In Toronto, our true blue Mayor John Tory resigned a couple of months after he was elected because the Toronto Star was about to publish a piece exposing a relationship he had with one of his now former staff. Tory did the proper thing and resigned but then he didn’t do it immediately because Premier Doug Fraud at Tory’s request had just succeeded in passing a strong Mayor act that gives the Mayor almost dictatorial powers to run the city, including imposing a budget. If he resigned without passing it, there would be no budget. Tory didn’t resign right away so he could preside over passing the status quo budget that leaves the unhoused on the streets and gives the cops a significant increase.

Tory chose not to impose the budget because the Left went along with passing it, trying for a minor amendment that failed, and because, unlike Ford, he does have a few principles. But he could have and that’s the point. That means he could have imposed the budget with the opposition of two-thirds of Council and then resign leaving everyone else and the new mayor to live with the results. On budget day, there were a couple of hundred people protesting on City Hall Square and a handful disrupting the proceedings from the gallery but there should have been thousands. The undemocratic meeting should have been stopped by an occupation on the floor of Council. People on my social media said the progressive counsellors should have fought to defend the people disrupting the meeting but elected people can only be courageous that way when they have people’s power behind them. Activists should criticize ourselves for not getting out more people.

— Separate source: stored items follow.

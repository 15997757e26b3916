//! Expiring key/value storage.

use std::collections::HashMap;
use std::sync::{Arc, RwLock};
use std::time::Duration;

use metrics::counter;

use super::clock::{Clock, SystemClock};
use super::config::{CacheConfig, ttl_to_ms};
use super::lock::{rw_read, rw_write};

const SOURCE: &str = "cache::store";

pub const HIT_TOTAL: &str = "quire_cache_hit_total";
pub const MISS_TOTAL: &str = "quire_cache_miss_total";
pub const EXPIRED_TOTAL: &str = "quire_cache_expired_total";

struct CacheEntry<V> {
    value: V,
    expires_at: i64,
}

impl<V> CacheEntry<V> {
    fn is_expired(&self, now_ms: i64) -> bool {
        now_ms >= self.expires_at
    }
}

/// In-memory store where every entry carries an absolute expiry.
///
/// Reads check the deadline and evict stale entries on the spot. Writes are
/// last-write-wins; two callers racing on a miss may both populate the same
/// key, which is harmless because the values are interchangeable.
pub struct ExpiringCache<V> {
    entries: RwLock<HashMap<String, CacheEntry<V>>>,
    clock: Arc<dyn Clock>,
    default_ttl_ms: i64,
}

impl<V: Clone> ExpiringCache<V> {
    /// Create a store driven by the system clock.
    pub fn new(config: &CacheConfig) -> Self {
        Self::with_clock(config, Arc::new(SystemClock))
    }

    pub fn with_clock(config: &CacheConfig, clock: Arc<dyn Clock>) -> Self {
        Self {
            entries: RwLock::new(HashMap::new()),
            clock,
            default_ttl_ms: config.default_ttl_ms(),
        }
    }

    /// Return the value under `key` unless it is missing or expired.
    ///
    /// An expired entry is removed before returning `None`.
    pub fn get(&self, key: &str) -> Option<V> {
        let now = self.clock.now_ms();
        {
            let entries = rw_read(&self.entries, SOURCE, "get");
            match entries.get(key) {
                None => {
                    counter!(MISS_TOTAL).increment(1);
                    return None;
                }
                Some(entry) if !entry.is_expired(now) => {
                    counter!(HIT_TOTAL).increment(1);
                    return Some(entry.value.clone());
                }
                Some(_) => {}
            }
        }

        let mut entries = rw_write(&self.entries, SOURCE, "get.evict");
        // A concurrent `set` may have refreshed the key between the two locks.
        if entries.get(key).is_some_and(|entry| entry.is_expired(now)) {
            entries.remove(key);
            counter!(EXPIRED_TOTAL).increment(1);
        }
        counter!(MISS_TOTAL).increment(1);
        None
    }

    /// Store `value` with the configured default TTL.
    pub fn set(&self, key: impl Into<String>, value: V) {
        self.insert(key.into(), value, self.default_ttl_ms);
    }

    pub fn set_with_ttl(&self, key: impl Into<String>, value: V, ttl: Duration) {
        self.insert(key.into(), value, ttl_to_ms(ttl));
    }

    fn insert(&self, key: String, value: V, ttl_ms: i64) {
        let expires_at = self.clock.now_ms().saturating_add(ttl_ms);
        rw_write(&self.entries, SOURCE, "set").insert(key, CacheEntry { value, expires_at });
    }

    /// Remove `key` regardless of its expiry. Returns whether it was present.
    pub fn delete(&self, key: &str) -> bool {
        rw_write(&self.entries, SOURCE, "delete")
            .remove(key)
            .is_some()
    }

    pub fn clear(&self) {
        rw_write(&self.entries, SOURCE, "clear").clear();
    }

    /// Number of stored entries, including expired ones not yet read.
    pub fn len(&self) -> usize {
        rw_read(&self.entries, SOURCE, "len").len()
    }

    pub fn is_empty(&self) -> bool {
        self.len() == 0
    }
}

John Lorinc has written an excellent piece in Spacing Magazine on the need for the Left to seize the opportunity of Tory’s demise to change the downward spiral the city has been experiencing particularly in housing. Similarly left-wing economists have argued very well against privatized health care. Now it is vital to find a candidate for Mayor who is a decent human being and has the courage to stand up for social justice. We need someone with courage who knows the city, can appeal to people outside the downtown core and will stand up to the province, the cops and the developers for social justice as well as refusing to use the strong mayor provision. Then we all need to get behind them.